Volgens het Liber Pontificalis was hij in Griekenland geboren en was hij filosoof; dit is echter onzeker en wordt betwist door moderne westerse historici die aanvoeren dat de auteurs van het Liber Pontificalis hem verwarden met die van de tijdgenoot Xystus, die een Griekse student van het Pythagoranisme was.
Sixtus II herstelde de betrekkingen met de Afrikaanse en Oosterse kerken die door zijn voorganger waren verbroken vanwege de kwestie van de ketterse doop, opgeworpen door de ketterij van het Novatianisme.

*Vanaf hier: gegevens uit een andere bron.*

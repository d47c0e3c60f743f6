//! Tracing subscriber setup
//!
//! Console output is pretty or JSON. When an OTLP endpoint is configured,
//! spans are additionally exported over OTLP/HTTP.

use anyhow::{Context, Result};
use opentelemetry::trace::TracerProvider as _;
use opentelemetry_otlp::{SpanExporter, WithExportConfig};
use opentelemetry_sdk::Resource;
use opentelemetry_sdk::trace::SdkTracerProvider;
use tracing_subscriber::layer::SubscriberExt;
use tracing_subscriber::util::SubscriberInitExt;
use tracing_subscriber::{EnvFilter, Layer, Registry, fmt};

use crate::config::LoggingConfig;

const SERVICE_NAME: &str = "roadbite";

/// Keeps the span exporter alive; flush it with [`Telemetry::shutdown`]
#[derive(Default)]
pub struct Telemetry {
    provider: Option<SdkTracerProvider>,
}

impl Telemetry {
    /// Flush and stop span export
    pub fn shutdown(self) {
        if let Some(provider) = self.provider {
            if let Err(e) = provider.shutdown() {
                eprintln!("Failed to shut down trace export: {e}");
            }
        }
    }
}

/// `RUST_LOG` wins over the configured level
fn env_filter(level: &str) -> EnvFilter {
    EnvFilter::try_from_default_env().unwrap_or_else(|_| EnvFilter::new(level))
}

fn console_layer(format: &str) -> Box<dyn Layer<Registry> + Send + Sync> {
    match format {
        "json" => fmt::layer().json().with_writer(std::io::stderr).boxed(),
        _ => fmt::layer().with_writer(std::io::stderr).boxed(),
    }
}

fn tracer_provider(endpoint: &str) -> Result<SdkTracerProvider> {
    let exporter = SpanExporter::builder()
        .with_http()
        .with_endpoint(endpoint)
        .build()
        .with_context(|| format!("Failed to build OTLP exporter for {endpoint}"))?;

    Ok(SdkTracerProvider::builder()
        .with_batch_exporter(exporter)
        .with_resource(Resource::builder().with_service_name(SERVICE_NAME).build())
        .build())
}

/// Install the global subscriber
pub fn init_tracing(config: &LoggingConfig, verbose: bool) -> Result<Telemetry> {
    let level = if verbose { "debug" } else { config.level.as_str() };

    let provider = config
        .otlp_endpoint
        .as_deref()
        .map(tracer_provider)
        .transpose()?;

    let otel_layer = provider.as_ref().map(|provider| {
        tracing_opentelemetry::layer().with_tracer(provider.tracer(SERVICE_NAME))
    });

    tracing_subscriber::registry()
        .with(console_layer(&config.format))
        .with(otel_layer)
        .with(env_filter(level))
        .try_init()
        .context("Failed to install tracing subscriber")?;

    Ok(Telemetry { provider })
}
//! Geographic coordinate model shared by routes and places

use haversine::{Location as HaversineLocation, Units, distance};
use serde::{Deserialize, Serialize};

/// A point on the globe, also used as a route polyline vertex
#[derive(Debug, Serialize, Deserialize, Clone, Copy, PartialEq)]
pub struct Coordinate {
    /// Latitude in decimal degrees
    pub latitude: f64,
    /// Longitude in decimal degrees
    pub longitude: f64,
}

/// Route polyline vertex
pub type RoutePoint = Coordinate;

impl Coordinate {
    #[must_use]
    pub fn new(latitude: f64, longitude: f64) -> Self {
        Self {
            latitude,
            longitude,
        }
    }

    /// Format as `lat,lng`, the form the maps web services accept
    #[must_use]
    pub fn to_query_value(&self) -> String {
        format!("{},{}", self.latitude, self.longitude)
    }

    /// Format coordinates for display
    #[must_use]
    pub fn format_coordinates(&self) -> String {
        format!("{:.4}, {:.4}", self.latitude, self.longitude)
    }

    /// Great-circle distance in kilometres
    #[must_use]
    pub fn distance_km(&self, other: &Coordinate) -> f64 {
        distance(
            HaversineLocation {
                latitude: self.latitude,
                longitude: self.longitude,
            },
            HaversineLocation {
                latitude: other.latitude,
                longitude: other.longitude,
            },
            Units::Kilometers,
        )
    }
}
//! Restaurant search along a route
//!
//! - Policy: sampling mode, lookup parameters and selection strategy
//! - Sampler: sample points along the route polyline
//! - Selection: threshold, deduplication, per-interval and spacing filters
//! - Finder: the end-to-end search pipeline

pub mod finder;
pub mod policy;
pub mod sampler;
pub mod selection;

pub use finder::{RouteRestaurantFinder, SearchContext, SearchReport, SearchRequest};
pub use policy::{LookupParams, OutputOrder, PolicyPreset, SamplingMode, SearchPolicy, Selection};
pub use sampler::{SamplePoint, sample_route};
pub use selection::{dedupe_candidates, filter_by_rating_count, select, spacing_filter, top_per_interval};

In de vervolgingen onder keizer Valerianus in 258 werden talrijke bisschoppen, priesters en diakens ter dood gebracht. Paus Sixtus II was een van de eerste slachtoffers van deze vervolging en werd op 6 augustus onthoofd. Hij werd samen met zes diakens – Januarius, Vincentius, Magnus, Stephanus, Felicissimus en Agapitus – gemarteld. Lawrence van Rome, zijn bekendste diaken, stierf de marteldood op 10 augustus, vier dagen na zijn bisschop.
Sixtus wordt door sommigen beschouwd als de auteur van het pseudo-Cypriaanse geschrift Ad Novatianum, hoewel deze opvatting geen algemene aanvaarding heeft gevonden. Een andere compositie, geschreven te Rome, tussen 253 en 258, wordt algemeen aangenomen de zijne te zijn.